First-line treatment for breathlessness is usually an opioid drug, with morphine being the drug of choice. Initial morphine doses should be based on current opioid usage (if a patient is already on morphine titrate the dose up by 25% in the first instance), and the patient’s opioid tolerance and preferences, always starting towards the lower dose range. It is generally accepted that a maximum daily 30mg dose of oral morphine should be used for this purpose. Some improvement may be seen within 24 hours of starting opioid treatment, but the patient’s full response should be evaluated five days after commencing morphine therapy.

Corticosteroids can also play a role in managing breathlessness. These are often ineffective when dyspnoea is linked to a chronic condition, such as COPD. But steroids may help if breathlessness is due to inflammatory lung conditions or is COVID related.

Benzodiazepines, usually lorazepam, are widely used in hospices to ease breathlessness, particularly when associated with anxiety.

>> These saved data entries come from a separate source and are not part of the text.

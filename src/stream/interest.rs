use std::sync::atomic::{AtomicU16, Ordering};

use bitflags::bitflags;

use crate::types::SubType;

bitflags! {
    /// Set of message families, one bit per [`SubType`].
    #[repr(transparent)]
    #[derive(Debug, Clone, Copy, PartialEq, Eq, Hash)]
    pub struct SubTypeSet: u16 {
        const NONE = 0;

        const TRADE = 1;

        const AGG_TRADE = 1 << 1;

        const KLINE = 1 << 2;

        const MINI_TICKER = 1 << 3;

        const TICKER = 1 << 4;

        /// `!miniTicker@arr`
        const ALL_MARKET_MINI_TICKERS = 1 << 5;

        /// `!ticker@arr`
        const ALL_MARKET_TICKERS = 1 << 6;
    }
}

impl From<SubType> for SubTypeSet {
    fn from(subtype: SubType) -> Self {
        match subtype {
            SubType::Trade => Self::TRADE,
            SubType::AggTrade => Self::AGG_TRADE,
            SubType::Kline => Self::KLINE,
            SubType::MiniTicker => Self::MINI_TICKER,
            SubType::Ticker => Self::TICKER,
            SubType::AllMarketMiniTickers => Self::ALL_MARKET_MINI_TICKERS,
            SubType::AllMarketTickers => Self::ALL_MARKET_TICKERS,
        }
    }
}

/// Families that have at least one handler.
///
/// Bits are only ever added: a processor stays active once it has a handler.
#[derive(Debug, Default)]
pub struct ActiveTracker {
    active: AtomicU16,
}

impl ActiveTracker {
    /// Create a new tracker with nothing active.
    #[must_use]
    pub const fn new() -> Self {
        Self {
            active: AtomicU16::new(0),
        }
    }

    /// Mark a family as active.
    pub fn add(&self, subtype: SubType) {
        self.active
            .fetch_or(SubTypeSet::from(subtype).bits(), Ordering::Release);
    }

    /// Get the current active set.
    #[must_use]
    pub fn get(&self) -> SubTypeSet {
        SubTypeSet::from_bits(self.active.load(Ordering::Acquire)).unwrap_or(SubTypeSet::NONE)
    }

    #[must_use]
    pub fn is_active(&self, subtype: SubType) -> bool {
        self.get().contains(subtype.into())
    }
}
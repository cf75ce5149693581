//! Subscribes to a handful of Binance market streams and logs what arrives.
//!
//! This example shows how to:
//! 1. Register handlers for trades, klines and the all-market ticker array
//! 2. Subscribe with single, list and kline shapes
//! 3. Watch connection state changes and list the active subscriptions
//! 4. Unsubscribe and close
//!
//! Run with tracing enabled:
//! ```sh
//! RUST_LOG=info,binance_stream=debug cargo run --example market_streams --features tracing
//! ```
//!
//! Optionally log to a file:
//! ```sh
//! LOG_FILE=market_streams.log RUST_LOG=info cargo run --example market_streams --features tracing
//! ```

use std::fs::File;
use std::sync::Arc;
use std::time::Duration;

use binance_stream::error::{BoxError, Error};
use binance_stream::stream::{Client, Handler, Kline, Ticker, Trade, handler_fn};
use tracing::{info, warn};
use tracing_subscriber::EnvFilter;
use tracing_subscriber::layer::SubscriberExt as _;
use tracing_subscriber::util::SubscriberInitExt as _;

#[tokio::main]
async fn main() -> anyhow::Result<()> {
    if let Ok(path) = std::env::var("LOG_FILE") {
        let file = File::create(path)?;
        tracing_subscriber::registry()
            .with(EnvFilter::from_default_env())
            .with(
                tracing_subscriber::fmt::layer()
                    .with_writer(file)
                    .with_ansi(false),
            )
            .init();
    } else {
        tracing_subscriber::registry()
            .with(EnvFilter::from_default_env())
            .with(tracing_subscriber::fmt::layer())
            .init();
    }

    let client = Client::default();

    client.handler(Handler::trade(handler_fn(|trade: Trade| async move {
        info!(
            stream = "trade",
            symbol = %trade.symbol,
            price = %trade.price,
            quantity = %trade.quantity,
            maker = trade.is_maker
        );
        Ok::<(), BoxError>(())
    })))?;

    client.handler(Handler::kline(handler_fn(|kline: Kline| async move {
        info!(
            stream = "kline",
            symbol = %kline.symbol,
            interval = %kline.interval,
            open = %kline.open,
            close = %kline.close,
            closed = kline.is_closed
        );
        Ok::<(), BoxError>(())
    })))?;

    client.handler(Handler::all_market_tickers(handler_fn(
        |tickers: Vec<Ticker>| async move {
            let busiest = tickers.iter().max_by_key(|t| t.total_trades);
            info!(
                stream = "allMarketTickers",
                count = tickers.len(),
                busiest = ?busiest.map(|t| &t.symbol)
            );
            Ok::<(), BoxError>(())
        },
    )))?;

    client.handler(Handler::exception(handler_fn(|e: Arc<Error>| async move {
        warn!(error = %e, "dispatch failed");
        Ok::<(), BoxError>(())
    })))?;

    let mut state_rx = client.state_receiver();
    tokio::spawn(async move {
        while state_rx.changed().await.is_ok() {
            let state = *state_rx.borrow_and_update();
            info!(state = ?state, "connection state changed");
        }
    });

    client.connect();

    client.subscribe(("trade", ["BTCUSDT", "ETHUSDT"])).await?;
    client.subscribe(("kline", ["1m", "5m"], "BNBUSDT")).await?;
    client.subscribe(("allMarketTickers",)).await?;

    let streams = client.list_subscriptions().await?;
    info!(streams = ?streams, "active subscriptions");

    tokio::time::sleep(Duration::from_secs(20)).await;

    client.unsubscribe(("allMarketTickers",)).await?;
    info!(remembered = ?client.subscribed_streams(), "unsubscribed from all-market tickers");

    tokio::time::sleep(Duration::from_secs(10)).await;

    client.close().await?;
    info!("closed");

    Ok(())
}
use std::collections::HashMap;

use tokio::sync::oneshot;

/// Requests written to the socket that are still waiting for their reply.
///
/// Owned by the connection task; dropping the table (or calling
/// [`clear`](Self::clear)) drops every reply sender, which the waiting callers
/// observe as a closed connection.
#[derive(Debug)]
pub struct PendingRequests<T> {
    waiting: HashMap<u64, oneshot::Sender<T>>,
}

impl<T> Default for PendingRequests<T> {
    fn default() -> Self {
        Self {
            waiting: HashMap::new(),
        }
    }
}

impl<T> PendingRequests<T> {
    /// Track a request. Returns `false` and leaves the table untouched if the
    /// id is already pending.
    pub fn insert(&mut self, id: u64, reply: oneshot::Sender<T>) -> bool {
        if self.waiting.contains_key(&id) {
            return false;
        }
        self.waiting.insert(id, reply);
        true
    }

    /// Resolve and remove a pending request.
    ///
    /// Unknown ids (already resolved or never issued) are a no-op and return
    /// `false`. A caller that stopped waiting is not an error.
    pub fn resolve(&mut self, id: u64, reply: T) -> bool {
        let Some(waiter) = self.waiting.remove(&id) else {
            return false;
        };
        _ = waiter.send(reply);
        true
    }

    /// Stop tracking a request without answering it.
    pub fn remove(&mut self, id: u64) -> bool {
        self.waiting.remove(&id).is_some()
    }

    #[must_use]
    pub fn contains(&self, id: u64) -> bool {
        self.waiting.contains_key(&id)
    }

    #[must_use]
    pub fn len(&self) -> usize {
        self.waiting.len()
    }

    #[must_use]
    pub fn is_empty(&self) -> bool {
        self.waiting.is_empty()
    }

    /// Abandon every pending request, returning how many were dropped.
    pub fn clear(&mut self) -> usize {
        let abandoned = self.waiting.len();
        self.waiting.clear();
        abandoned
    }
}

Pathological anxiety may be present in around 60% of COPD patients. Ideally, lorazepam should be given orally when possible, reserving the unlicensed sublingual route for those patients unable to swallow. The buccal cavity should be moisturised as lack of saliva will prevent the tablet from dissolving under the tongue.

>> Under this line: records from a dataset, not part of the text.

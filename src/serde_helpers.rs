//! Payload deserialization.
//!
//! When the `tracing` feature is enabled, fields the payload types do not
//! capture are logged at `trace` level and failures are logged with the path of
//! the offending field, which helps detect upstream format changes.

use serde::de::DeserializeOwned;
use serde_json::Value;

/// Deserialize a pushed payload into its typed form.
///
/// # Example
///
/// ```ignore
/// let trade: Trade = deserialize_payload(json!({"e": "trade", "s": "BTCUSDT", "x": 1}))?;
/// // Logs: TRACE field "x" is not captured by Trade
/// ```
#[cfg(feature = "tracing")]
pub fn deserialize_payload<T: DeserializeOwned>(value: Value) -> crate::Result<T> {
    use std::any::type_name;

    // Kept for the lookups below, which run after `value` is consumed.
    let original = value.clone();
    let mut unknown_paths: Vec<String> = Vec::new();

    let result: T = serde_ignored::deserialize(value, |path| {
        unknown_paths.push(path.to_string());
    })
    .inspect_err(|_| {
        let path_result: Result<T, _> = serde_path_to_error::deserialize(&original);
        if let Err(path_err) = path_result {
            let path = path_err.path().to_string();
            tracing::error!(
                type_name = %type_name::<T>(),
                path = %path,
                value = %format_value(lookup_value(&original, &path)),
                error = %path_err.inner(),
                "payload deserialization failed"
            );
        }
    })?;

    for path in unknown_paths {
        tracing::trace!(
            type_name = %type_name::<T>(),
            field = %path,
            value = %format_value(lookup_value(&original, &path)),
            "field is not captured by the payload type"
        );
    }

    Ok(result)
}

/// Pass-through deserialization when tracing is disabled.
#[cfg(not(feature = "tracing"))]
pub fn deserialize_payload<T: DeserializeOwned>(value: Value) -> crate::Result<T> {
    Ok(serde_json::from_value(value)?)
}

/// Look up a value by a dotted path such as `data.k.o` or `[3].s`.
///
/// `?` segments (option wrappers) are skipped. Returns `None` when the path
/// does not exist.
#[cfg(feature = "tracing")]
fn lookup_value<'value>(value: &'value Value, path: &str) -> Option<&'value Value> {
    path.split(['.', '[', ']'])
        .filter(|segment| !segment.is_empty() && *segment != "?")
        .try_fold(value, |current, segment| match current {
            Value::Object(map) => map.get(segment),
            Value::Array(items) => items.get(segment.parse::<usize>().ok()?),
            _ => None,
        })
}

#[cfg(feature = "tracing")]
fn format_value(value: Option<&Value>) -> String {
    match value {
        Some(Value::String(s)) => s.clone(),
        Some(v) => v.to_string(),
        None => "<unavailable>".to_owned(),
    }
}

Antidepressants could also have a role in preventing breathlessness. Mirtazapine or trazodone may be used, both are sedatives and usually help to improve appetite too. SSRIs, like citalopram or sertraline, may be used as well as duloxetine. Nevertheless, the risk of hyponatraemia should always be considered before prescribing antidepressants in palliative care. Tricyclic antidepressants, like amitriptyline, may also help with neuropathic pain, although the comprehensive side-effect burden of TCAs including dry mouth, constipation and potential for cardiovascular toxicity, among others, should always be taken into account before initiating treatment.

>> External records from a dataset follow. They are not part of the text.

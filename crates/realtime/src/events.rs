use serde::{Deserialize, Serialize};

/// Events we send to the speech service.
#[derive(Debug, Clone, Serialize)]
#[serde(tag = "type")]
pub enum ClientEvent {
    #[serde(rename = "input_audio_buffer.append")]
    InputAudioBufferAppend { audio: String },
}

/// The slice of a service event the orchestrator cares about: the event
/// type, and for function-call events the call name and raw arguments.
/// Everything else the service sends stays in `extra` untouched.
#[derive(Debug, Clone, Serialize, Deserialize)]
pub struct SessionEvent {
    #[serde(rename = "type")]
    pub kind: String,
    #[serde(default, skip_serializing_if = "Option::is_none")]
    pub name: Option<String>,
    #[serde(default, skip_serializing_if = "Option::is_none")]
    pub arguments: Option<serde_json::Value>,
    #[serde(flatten)]
    pub extra: serde_json::Map<String, serde_json::Value>,
}

/// What the session's read loop broadcasts to subscribers.
#[derive(Debug, Clone)]
pub enum ServerEvent {
    Event(SessionEvent),
    Close { reason: Option<String> },
}

#[cfg(test)]
mod tests {
    use super::*;

    #[test]
    fn audio_append_uses_the_dotted_type_tag() {
        let json = serde_json::to_value(ClientEvent::InputAudioBufferAppend {
            audio: "UklGRg==".to_string(),
        })
        .unwrap();
        assert_eq!(json["type"], "input_audio_buffer.append");
        assert_eq!(json["audio"], "UklGRg==");
    }

    #[test]
    fn function_call_events_carry_name_and_arguments() {
        let event: SessionEvent = serde_json::from_str(
            r#"{"type":"response.done","name":"move","arguments":"{\"heading\":90}","event_id":"ev_1"}"#,
        )
        .unwrap();
        assert_eq!(event.kind, "response.done");
        assert_eq!(event.name.as_deref(), Some("move"));
        assert!(event.arguments.is_some());
        assert!(event.extra.contains_key("event_id"));
    }

    #[test]
    fn plain_service_events_deserialize_without_a_name() {
        let event: SessionEvent = serde_json::from_str(
            r#"{"type":"conversation.item.input_audio_transcription.delta","delta":"roll"}"#,
        )
        .unwrap();
        assert!(event.name.is_none());
        assert!(event.arguments.is_none());
    }
}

Lastly, note that when treating breathlessness towards the very end of life, the patient’s comfort is always the main priority: oxygen masks may be removed and anticipatory use of medication is key at this stage. If a patient is on a syringe driver, a morphine dose of 10mg plus midazolam 10mg every 24 hours may provide that extra comfort. Maximum 24-hour doses up to 30mg of morphine and 60mg of midazolam should usually be used to treat breathlessness in the dying patient.